After a recent water main project on the 800 block of South Euclid left parkways dug up and grassless, a couple of homeowners asked the village for something other than replacement sod.

While the Oak Park doesn’t have an official program, says Bill McKenna, civil engineer, the village does allow residents to choose alternatives to grass – with certain limitations. For the same amount of money the village would have spent on sod, residents can choose alternative plants such as ivy or hosta or some other mix of perennials.

A list of plants is provided or the homeowner can, with approval, purchase something else and get reimbursed.

The plants should be drought-, shade- and salt-tolerant, McKenna says, and they can’t grow higher than 36 inches. Line-of-sight issues are the main concern. So tall prairie plants are frowned on.

“We prefer no food crops,” McKenna says, “or thorns.” Most of the residents who inquire are already experienced gardeners, he notes, so they tend to choose well. “It’s an informal setup, and we hope to keep it that way,” he says. Though it’s more management-intensive for the village, it makes sense for some homeowners, depending on their particular conditions.

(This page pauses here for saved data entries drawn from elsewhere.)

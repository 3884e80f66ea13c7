//! Weak (rolling) and strong checksums

pub mod rolling;
pub mod strong;

pub use rolling::{pack, truncate_weak, unpack, weak_mask, RollingChecksum};
pub use strong::{block_sum, digest_bytes, digest_file, padded_block_sum, FileDigest, FileHasher};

They don’t go out of their way to publicize the option, however. If the village gets too many requests, they’ll need to develop a more specific code to govern it. At the moment there is no ordinance preventing homeowners from planting flowers on their parkways, but the village only pays if it follows one of their capital projects. The only restriction is height.

“We don’t want a tunnel effect,” McKenna says, “and we don’t want plants flopping into the street.”